%global _empty_manifest_terminate_build 0
Name:		python-textpipe
Version:	0.12.2
Release:	1
Summary:	textpipe: clean and extract metadata from text
License:	MIT License
URL:		https://github.com/textpipe/textpipe
Source0:	https://mirrors.nju.edu.cn/pypi/web/packages/65/b1/5b5544ce361dd1c440f0538b5ee0821a5a3d1c74983bd742d23e720c22ab/textpipe-0.12.2.tar.gz
BuildArch:	noarch


%description
# textpipe: clean and extract metadata from text

[![Build Status](https://travis-ci.com/textpipe/textpipe.svg?branch=master)](https://travis-ci.com/textpipe/textpipe)

![The textpipe logo](https://avatars3.githubusercontent.com/u/40492530?s=400&u=c65c2c8274cbdcd05b1942d1963d7aa2800e6d7f&v=4)

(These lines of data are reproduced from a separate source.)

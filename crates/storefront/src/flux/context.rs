//! The per-render Flux context: stores, dispatch and subscriptions.

use std::cell::{Cell, RefCell};
use std::fmt;
use std::rc::{Rc, Weak};

use vitrine_core::Notification;

use super::stores::{
    AccountStore, ApplicationStore, CollectionsStore, DrawerStore, NotificationQueueStore,
    OrdersStore, PageLoadingStore, Stores,
};
use super::{Action, FluxError, RequestId, StoreSet};

type Callback = Box<dyn FnMut(&mut StoreReader<'_>)>;

struct Listener {
    id: u64,
    stores: StoreSet,
    active: Cell<bool>,
    callback: RefCell<Callback>,
}

struct ContextInner {
    stores: RefCell<Stores>,
    listeners: RefCell<Vec<Rc<Listener>>>,
    pending: Cell<StoreSet>,
    batch_depth: Cell<u32>,
    notifying: Cell<bool>,
    next_listener_id: Cell<u64>,
    next_request_id: Cell<u64>,
}

impl ContextInner {
    fn remove_listener(&self, id: u64) {
        let removed = {
            let mut listeners = self.listeners.borrow_mut();
            let position = listeners.iter().position(|listener| listener.id == id);
            position.map(|pos| listeners.remove(pos))
        };
        // Dropped after the borrow ends: the callback may own other subscriptions.
        if let Some(listener) = removed {
            listener.active.set(false);
            tracing::debug!(subscription = id, "unsubscribed");
        }
    }
}

/// Handle to the stores of one application instance.
///
/// The context is single-threaded: it is cheaply cloneable via `Rc` and all
/// dispatches, reads and notifications run to completion on the calling
/// thread. A dispatch routes the action to every store, then notifies each
/// subscriber whose store set intersects the changed stores exactly once.
#[derive(Clone)]
pub struct FluxContext {
    inner: Rc<ContextInner>,
}

impl Default for FluxContext {
    fn default() -> Self {
        Self::new()
    }
}

impl fmt::Debug for FluxContext {
    fn fmt(&self, f: &mut fmt::Formatter<'_>) -> fmt::Result {
        f.debug_struct("FluxContext")
            .field("listeners", &self.listener_count())
            .field("notifying", &self.inner.notifying.get())
            .finish_non_exhaustive()
    }
}

impl FluxContext {
    /// Create a context with every store in its initial state.
    #[must_use]
    pub fn new() -> Self {
        Self {
            inner: Rc::new(ContextInner {
                stores: RefCell::new(Stores::default()),
                listeners: RefCell::new(Vec::new()),
                pending: Cell::new(StoreSet::EMPTY),
                batch_depth: Cell::new(0),
                notifying: Cell::new(false),
                next_listener_id: Cell::new(1),
                next_request_id: Cell::new(1),
            }),
        }
    }

    /// Dispatch an action to all stores.
    ///
    /// Subscribers are notified before this returns, unless the dispatch
    /// happens inside [`FluxContext::batch`], in which case they are notified
    /// once when the outermost batch ends.
    ///
    /// # Errors
    ///
    /// Returns [`FluxError::DispatchDuringNotification`] when called from a
    /// subscriber callback and [`FluxError::StoresBusy`] when called from
    /// inside [`FluxContext::read`].
    pub fn dispatch(&self, action: Action) -> Result<(), FluxError> {
        let inner = &self.inner;
        if inner.notifying.get() {
            tracing::warn!(
                action = action.name(),
                "refusing dispatch during notification"
            );
            return Err(FluxError::DispatchDuringNotification {
                action: action.name(),
            });
        }

        let changed = inner
            .stores
            .try_borrow_mut()
            .map_err(|_| FluxError::StoresBusy)?
            .handle(&action);
        tracing::debug!(action = action.name(), changed = ?changed, "dispatched");

        inner.pending.set(inner.pending.get() | changed);
        if inner.batch_depth.get() == 0 {
            self.notify();
        }
        Ok(())
    }

    /// Run `f` with notifications deferred, so that every store change made
    /// inside reaches each subscriber in a single notification.
    pub fn batch<R>(&self, f: impl FnOnce(&Self) -> R) -> R {
        let result = {
            let _depth = BatchGuard::enter(&self.inner.batch_depth);
            f(self)
        };
        if self.inner.batch_depth.get() == 0 {
            self.notify();
        }
        result
    }

    /// Read the stores synchronously.
    ///
    /// # Errors
    ///
    /// Returns [`FluxError::StoresBusy`] when the stores are already held by
    /// a notification pass or an enclosing read.
    pub fn read<R>(&self, f: impl FnOnce(&mut StoreReader<'_>) -> R) -> Result<R, FluxError> {
        let mut stores = self
            .inner
            .stores
            .try_borrow_mut()
            .map_err(|_| FluxError::StoresBusy)?;
        let mut reader = StoreReader::new(&mut stores, StoreSet::EMPTY);
        Ok(f(&mut reader))
    }

    /// Register `callback` for changes to any store in `stores`.
    ///
    /// The callback stays registered until the returned [`Subscription`] is
    /// dropped.
    pub fn subscribe<F>(&self, stores: StoreSet, callback: F) -> Subscription
    where
        F: FnMut(&mut StoreReader<'_>) + 'static,
    {
        let id = self.inner.next_listener_id.get();
        self.inner.next_listener_id.set(id + 1);

        self.inner.listeners.borrow_mut().push(Rc::new(Listener {
            id,
            stores,
            active: Cell::new(true),
            callback: RefCell::new(Box::new(callback)),
        }));
        tracing::debug!(subscription = id, stores = ?stores, "subscribed");

        Subscription {
            id,
            stores,
            context: Rc::downgrade(&self.inner),
        }
    }

    /// Allocate a fresh id for an asynchronous request.
    #[must_use]
    pub fn next_request_id(&self) -> RequestId {
        let id = self.inner.next_request_id.get();
        self.inner.next_request_id.set(id + 1);
        RequestId::new(id)
    }

    /// Number of live subscriptions.
    #[must_use]
    pub fn listener_count(&self) -> usize {
        self.inner.listeners.borrow().len()
    }

    fn notify(&self) {
        let inner = &self.inner;
        if inner.notifying.get() {
            return;
        }
        let changed = inner.pending.replace(StoreSet::EMPTY);
        if changed.is_empty() {
            return;
        }

        let listeners: Vec<Rc<Listener>> = inner
            .listeners
            .borrow()
            .iter()
            .filter(|listener| listener.stores.intersects(changed))
            .cloned()
            .collect();

        let _notifying = NotifyingGuard::enter(&inner.notifying);
        for listener in listeners {
            if !listener.active.get() {
                continue;
            }
            let Ok(mut stores) = inner.stores.try_borrow_mut() else {
                tracing::warn!(
                    subscription = listener.id,
                    "stores busy, skipping subscriber"
                );
                continue;
            };
            let mut reader = StoreReader::new(&mut stores, changed);
            let mut callback = listener.callback.borrow_mut();
            (*callback)(&mut reader);
        }
    }
}

/// Keeps a callback registered with a [`FluxContext`]. Dropping it unsubscribes.
#[must_use = "dropping a Subscription unsubscribes immediately"]
pub struct Subscription {
    id: u64,
    stores: StoreSet,
    context: Weak<ContextInner>,
}

impl Subscription {
    /// The stores this subscription listens to.
    #[must_use]
    pub const fn stores(&self) -> StoreSet {
        self.stores
    }
}

impl fmt::Debug for Subscription {
    fn fmt(&self, f: &mut fmt::Formatter<'_>) -> fmt::Result {
        f.debug_struct("Subscription")
            .field("id", &self.id)
            .field("stores", &self.stores)
            .finish()
    }
}

impl Drop for Subscription {
    fn drop(&mut self) {
        if let Some(inner) = self.context.upgrade() {
            inner.remove_listener(self.id);
        }
    }
}

/// Read access to the stores.
///
/// Everything here is a plain read except [`StoreReader::pop_notification`]
/// and [`StoreReader::unique_id`], which consume queue entries and keys.
pub struct StoreReader<'a> {
    stores: &'a mut Stores,
    changed: StoreSet,
}

impl<'a> StoreReader<'a> {
    const fn new(stores: &'a mut Stores, changed: StoreSet) -> Self {
        Self { stores, changed }
    }

    /// Stores whose change triggered this read. Empty outside notifications.
    #[must_use]
    pub const fn changed(&self) -> StoreSet {
        self.changed
    }

    #[must_use]
    pub fn account(&self) -> &AccountStore {
        &self.stores.account
    }

    #[must_use]
    pub fn application(&self) -> &ApplicationStore {
        &self.stores.application
    }

    #[must_use]
    pub fn collections(&self) -> &CollectionsStore {
        &self.stores.collections
    }

    #[must_use]
    pub fn drawer(&self) -> &DrawerStore {
        &self.stores.drawer
    }

    #[must_use]
    pub fn notifications(&self) -> &NotificationQueueStore {
        &self.stores.notifications
    }

    #[must_use]
    pub fn orders(&self) -> &OrdersStore {
        &self.stores.orders
    }

    #[must_use]
    pub fn page_loading(&self) -> &PageLoadingStore {
        &self.stores.page_loading
    }

    /// Destructive read of the notification queue.
    pub fn pop_notification(&mut self) -> Option<Notification> {
        self.stores.notifications.pop()
    }

    /// A fresh element key from the application store.
    pub fn unique_id(&mut self) -> u64 {
        self.stores.application.unique_id()
    }
}

struct NotifyingGuard<'a>(&'a Cell<bool>);

impl<'a> NotifyingGuard<'a> {
    fn enter(flag: &'a Cell<bool>) -> Self {
        flag.set(true);
        Self(flag)
    }
}

impl Drop for NotifyingGuard<'_> {
    fn drop(&mut self) {
        self.0.set(false);
    }
}

struct BatchGuard<'a>(&'a Cell<u32>);

impl<'a> BatchGuard<'a> {
    fn enter(depth: &'a Cell<u32>) -> Self {
        depth.set(depth.get() + 1);
        Self(depth)
    }
}

impl Drop for BatchGuard<'_> {
    fn drop(&mut self) {
        self.0.set(self.0.get() - 1);
    }
}

#[cfg(test)]
#[allow(clippy::unwrap_used)]
mod tests {
    use std::cell::RefCell;
    use std::rc::Rc;

    use vitrine_core::{Drawer, Notification};

    use super::*;
    use crate::flux::StoreId;

    fn recorder(ctx: &FluxContext, stores: StoreSet) -> (Subscription, Rc<RefCell<Vec<StoreSet>>>) {
        let calls = Rc::new(RefCell::new(Vec::new()));
        let sink = Rc::clone(&calls);
        let subscription = ctx.subscribe(stores, move |reader| {
            sink.borrow_mut().push(reader.changed());
        });
        (subscription, calls)
    }

    #[test]
    fn test_subscriber_notified_for_its_stores_only() {
        let ctx = FluxContext::new();
        let (_sub, calls) = recorder(&ctx, StoreSet::of(StoreId::Drawer));

        ctx.dispatch(Action::PageLoading(true)).unwrap();
        assert!(calls.borrow().is_empty());

        ctx.dispatch(Action::TriggerDrawer(Some(Drawer::Cart)))
            .unwrap();
        assert_eq!(calls.borrow().len(), 1);
    }

    #[test]
    fn test_no_notification_without_change() {
        let ctx = FluxContext::new();
        let (_sub, calls) = recorder(&ctx, StoreSet::of(StoreId::Drawer));

        ctx.dispatch(Action::TriggerDrawer(None)).unwrap();
        assert!(calls.borrow().is_empty());
    }

    #[test]
    fn test_batch_notifies_once_with_union_of_changes() {
        let ctx = FluxContext::new();
        let stores = StoreSet::of(StoreId::Drawer).with(StoreId::PageLoading);
        let (_sub, calls) = recorder(&ctx, stores);

        ctx.batch(|ctx| {
            ctx.dispatch(Action::PageLoading(true)).unwrap();
            ctx.dispatch(Action::TriggerDrawer(Some(Drawer::Menu)))
                .unwrap();
        });

        assert_eq!(*calls.borrow(), vec![stores]);
    }

    #[test]
    fn test_nested_batches_notify_at_outermost_end() {
        let ctx = FluxContext::new();
        let (_sub, calls) = recorder(&ctx, StoreSet::of(StoreId::PageLoading));

        ctx.batch(|ctx| {
            ctx.batch(|ctx| ctx.dispatch(Action::PageLoading(true)).unwrap());
            assert!(calls.borrow().is_empty());
        });

        assert_eq!(calls.borrow().len(), 1);
    }

    #[test]
    fn test_dropping_subscription_unsubscribes() {
        let ctx = FluxContext::new();
        let (sub, calls) = recorder(&ctx, StoreSet::of(StoreId::PageLoading));
        assert_eq!(ctx.listener_count(), 1);

        drop(sub);
        assert_eq!(ctx.listener_count(), 0);

        ctx.dispatch(Action::PageLoading(true)).unwrap();
        assert!(calls.borrow().is_empty());
    }

    #[test]
    fn test_dispatch_during_notification_is_refused() {
        let ctx = FluxContext::new();
        let inner_ctx = ctx.clone();
        let result = Rc::new(RefCell::new(None));
        let sink = Rc::clone(&result);
        let _sub = ctx.subscribe(StoreSet::of(StoreId::PageLoading), move |_| {
            *sink.borrow_mut() = Some(inner_ctx.dispatch(Action::PopNotification));
        });

        ctx.dispatch(Action::PageLoading(true)).unwrap();

        assert_eq!(
            *result.borrow(),
            Some(Err(FluxError::DispatchDuringNotification {
                action: "POP_NOTIFICATION"
            }))
        );
        // The flag is cleared once notification ends.
        assert!(ctx.dispatch(Action::PageLoading(false)).is_ok());
    }

    #[test]
    fn test_read_inside_notification_reports_busy() {
        let ctx = FluxContext::new();
        let inner_ctx = ctx.clone();
        let result = Rc::new(RefCell::new(None));
        let sink = Rc::clone(&result);
        let _sub = ctx.subscribe(StoreSet::of(StoreId::PageLoading), move |_| {
            *sink.borrow_mut() = Some(inner_ctx.read(|reader| reader.page_loading().is_loading()));
        });

        ctx.dispatch(Action::PageLoading(true)).unwrap();
        assert_eq!(*result.borrow(), Some(Err(FluxError::StoresBusy)));
    }

    #[test]
    fn test_read_pops_notifications() {
        let ctx = FluxContext::new();
        ctx.dispatch(Action::PushNotification(Notification::error("oops")))
            .unwrap();

        let first = ctx.read(|reader| reader.pop_notification()).unwrap();
        let second = ctx.read(|reader| reader.pop_notification()).unwrap();

        assert_eq!(first, Some(Notification::error("oops")));
        assert_eq!(second, None);
    }

    #[test]
    fn test_subscriber_can_unsubscribe_another_during_notification() {
        let ctx = FluxContext::new();
        let (victim, calls) = recorder(&ctx, StoreSet::of(StoreId::PageLoading));
        let victim = Rc::new(RefCell::new(Some(victim)));
        let slot = Rc::clone(&victim);
        // Registered after the victim, so it runs second; drop it on the first pass.
        let _killer = ctx.subscribe(StoreSet::of(StoreId::PageLoading), move |_| {
            slot.borrow_mut().take();
        });

        ctx.dispatch(Action::PageLoading(true)).unwrap();
        ctx.dispatch(Action::PageLoading(false)).unwrap();

        assert_eq!(calls.borrow().len(), 1);
        assert!(victim.borrow().is_none());
        assert_eq!(ctx.listener_count(), 1);
    }

    #[test]
    fn test_request_ids_increase() {
        let ctx = FluxContext::new();
        let a = ctx.next_request_id();
        let b = ctx.next_request_id();
        assert!(b > a);
    }
}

`textpipe` is a Python package for converting raw text in to clean, readable text and
extracting metadata from that text. Its functionalities include transforming
raw text into readable text by removing HTML tags and extracting
metadata such as the number of words and named entities from the text.

## Vision: the zen of textpipe

- Designed for use in production pipelines without adult supervision.
- Rechargeable batteries included: provide sane defaults and clear examples to adapt.
- A uniform interface with thin wrappers around state-of-the-art NLP packages.
- As language-agnostic as possible.
- Bring your own models.

## Features

- Clean raw text by removing `HTML` and other unreadable constructs
- Identify the language of text
- Extract the number of words, number of sentences, named entities from a text
- Calculate the complexity of a text
- Obtain text metadata by specifying a pipeline containing all desired elements
- Obtain sentiment (polarity and a subjectivity score)
- Generates word counts
- Computes minhash for cheap similarity estimation of documents

## Installation

It is recommended that you install textpipe using a virtual environment.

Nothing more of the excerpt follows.